● Brief: Would you please set down the lines of the data from the one containing "that answered failed." to the final line, exactly and only those?

● Entries provided:
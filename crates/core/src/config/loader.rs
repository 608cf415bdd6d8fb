use figment::{
    providers::{Env, Format, Toml},
    Figment,
};
use std::path::Path;

use super::{types::Config, ConfigError};

/// Environment variable prefix. Nested keys use `__`, e.g.
/// `TORRENTFED_SOURCES__IBIT__BASE_URL`.
pub const ENV_PREFIX: &str = "TORRENTFED_";

/// Load configuration from file with environment variable overrides
pub fn load_config(path: &Path) -> Result<Config, ConfigError> {
    if !path.exists() {
        return Err(ConfigError::FileNotFound(path.display().to_string()));
    }

    let config: Config = Figment::new()
        .merge(Toml::file(path))
        .merge(Env::prefixed(ENV_PREFIX).split("__"))
        .extract()
        .map_err(|e| ConfigError::ParseError(e.to_string()))?;

    Ok(config)
}

/// Load configuration from TOML string (useful for testing)
pub fn load_config_from_str(toml_str: &str) -> Result<Config, ConfigError> {
    toml::from_str(toml_str).map_err(|e| ConfigError::ParseError(e.to_string()))
}
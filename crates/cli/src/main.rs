mod metrics;

use std::path::{Path, PathBuf};
use std::sync::Arc;

use anyhow::{Context, Result};
use clap::Parser;
use serde::Serialize;
use tracing::{error, info, warn};
use tracing_subscriber::{layer::SubscriberExt, util::SubscriberInitExt};

use torrentfed_core::{
    load_config, validate_config, Aggregator, Config, ResultCache, TorrentResult,
};

#[derive(Debug, Parser)]
#[command(name = "torrentfed")]
#[command(about = "Find torrents for IMDb ids across several sources")]
struct Args {
    /// Query only this source instead of all of them
    #[arg(long)]
    source: Option<String>,

    /// Print Prometheus metrics to stderr when done
    #[arg(long)]
    metrics: bool,

    /// Configuration file
    #[arg(long, env = "TORRENTFED_CONFIG", default_value = "config.toml")]
    config: PathBuf,

    /// IMDb ids to search for, e.g. tt0111161
    #[arg(required = true)]
    imdb_ids: Vec<String>,
}

/// One line of output per identifier.
#[derive(Debug, Serialize)]
struct Output<'a> {
    imdb_id: &'a str,
    #[serde(skip_serializing_if = "Option::is_none")]
    results: Option<Vec<TorrentResult>>,
    #[serde(skip_serializing_if = "Option::is_none")]
    error: Option<String>,
}

impl<'a> Output<'a> {
    fn new<E: std::fmt::Display>(imdb_id: &'a str, outcome: Result<Vec<TorrentResult>, E>) -> Self {
        match outcome {
            Ok(results) => Self {
                imdb_id,
                results: Some(results),
                error: None,
            },
            Err(e) => Self {
                imdb_id,
                results: None,
                error: Some(e.to_string()),
            },
        }
    }
}

#[tokio::main]
async fn main() {
    if let Err(e) = run().await {
        error!("Fatal error: {:#}", e);
        std::process::exit(1);
    }
}

async fn run() -> Result<()> {
    // Initialize logging
    tracing_subscriber::registry()
        .with(
            tracing_subscriber::EnvFilter::try_from_default_env()
                .unwrap_or_else(|_| "info".into()),
        )
        .with(tracing_subscriber::fmt::layer().with_writer(std::io::stderr))
        .init();

    let args = Args::parse();
    let config_path = &args.config;

    // Load configuration
    info!("Loading configuration from {:?}", config_path);
    let config = load_config(config_path)
        .with_context(|| format!("Failed to load config from {:?}", config_path))?;

    // Validate configuration
    validate_config(&config).context("Configuration validation failed")?;
    info!("Configuration loaded successfully");

    let cache = Arc::new(open_cache(&config));
    let aggregator = Aggregator::from_config(&config, Arc::clone(&cache))
        .context("Failed to create torrent sources")?;
    info!(
        "Initialized sources: {:?}",
        aggregator.sources().keys().collect::<Vec<_>>()
    );

    for imdb_id in &args.imdb_ids {
        let output = match &args.source {
            Some(name) => {
                let source = aggregator
                    .sources()
                    .get(name)
                    .with_context(|| format!("Unknown source {:?}", name))?;
                Output::new(imdb_id, source.check(imdb_id).await)
            }
            None => Output::new(imdb_id, aggregator.find_results(imdb_id).await),
        };
        println!(
            "{}",
            serde_json::to_string(&output).context("Failed to serialize results")?
        );
    }

    // A single-source query never leaves anything running.
    if args.source.is_none() {
        settle_background_searches(&aggregator).await;
    }

    if let Some(path) = &config.cache.persist_path {
        match cache.save_to_file(path) {
            Ok(entries) => info!("Saved {} cache entries to {:?}", entries, path),
            Err(e) => warn!("Couldn't save cache to {:?}: {}", path, e),
        }
    }

    if args.metrics {
        eprint!("{}", metrics::encode_metrics()?);
    }

    Ok(())
}

/// Load the persisted cache, or start with an empty one.
fn open_cache(config: &Config) -> ResultCache {
    let max_bytes = config.cache.max_bytes;
    match &config.cache.persist_path {
        Some(path) if path.exists() => load_cache(path, max_bytes),
        _ => ResultCache::new(max_bytes),
    }
}

fn load_cache(path: &Path, max_bytes: usize) -> ResultCache {
    match ResultCache::load_from_file(path, max_bytes) {
        Ok(cache) => {
            info!("Loaded {} cache entries from {:?}", cache.len(), path);
            cache
        }
        Err(e) => {
            warn!("Couldn't load cache from {:?}, starting empty: {}", path, e);
            ResultCache::new(max_bytes)
        }
    }
}

/// Wait for searches that outlived their grace period so their results make
/// it into the cache before it is saved.
async fn settle_background_searches(aggregator: &Aggregator) {
    if aggregator.background_count().await > 0 {
        info!("Waiting for background searches to finish");
    }
    let settled = aggregator.settle_background().await;
    if settled > 0 {
        info!("Settled {} background searches", settled);
    }
}
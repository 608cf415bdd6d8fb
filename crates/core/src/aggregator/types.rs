//! Aggregator error types.

use std::fmt;

use thiserror::Error;

use crate::source::SourceError;

/// One source's failure, attributed.
#[derive(Debug, Clone, PartialEq, Eq)]
pub struct SourceFailure {
    pub source: String,
    pub error: SourceError,
}

impl fmt::Display for SourceFailure {
    fn fmt(&self, f: &mut fmt::Formatter<'_>) -> fmt::Result {
        write!(f, "{}: {}", self.source, self.error)
    }
}

fn join_failures(failures: &[SourceFailure]) -> String {
    failures
        .iter()
        .map(ToString::to_string)
        .collect::<Vec<_>>()
        .join("; ")
}

/// Errors from an aggregated search.
#[derive(Debug, Clone, Error, PartialEq, Eq)]
pub enum AggregateError {
    /// Every source that answered failed.
    #[error("Couldn't find torrents on any source: {}", join_failures(.0))]
    AllSourcesFailed(Vec<SourceFailure>),

    /// Nothing answered within the grace period; the slow source is still searching.
    #[error("No source answered in time, {source_name} is still searching")]
    Pending { source_name: String },

    #[error("No sources configured")]
    NoSources,

    #[error("Invalid identifier: {0:?}")]
    InvalidIdentifier(String),
}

● Written solution:
    /// Every source that answered failed.
    #[error("Couldn't find torrents on any source: {}", join_failures(.0))]
    AllSourcesFailed(Vec<SourceFailure>),

    /// Nothing answered within the grace period; the slow source is still searching.
    #[error("No source answered in time, {source_name} is still searching")]
    Pending { source_name: String },

    #[error("No sources configured")]
    NoSources,

    #[error("Invalid identifier: {0:?}")]
    InvalidIdentifier(String),
}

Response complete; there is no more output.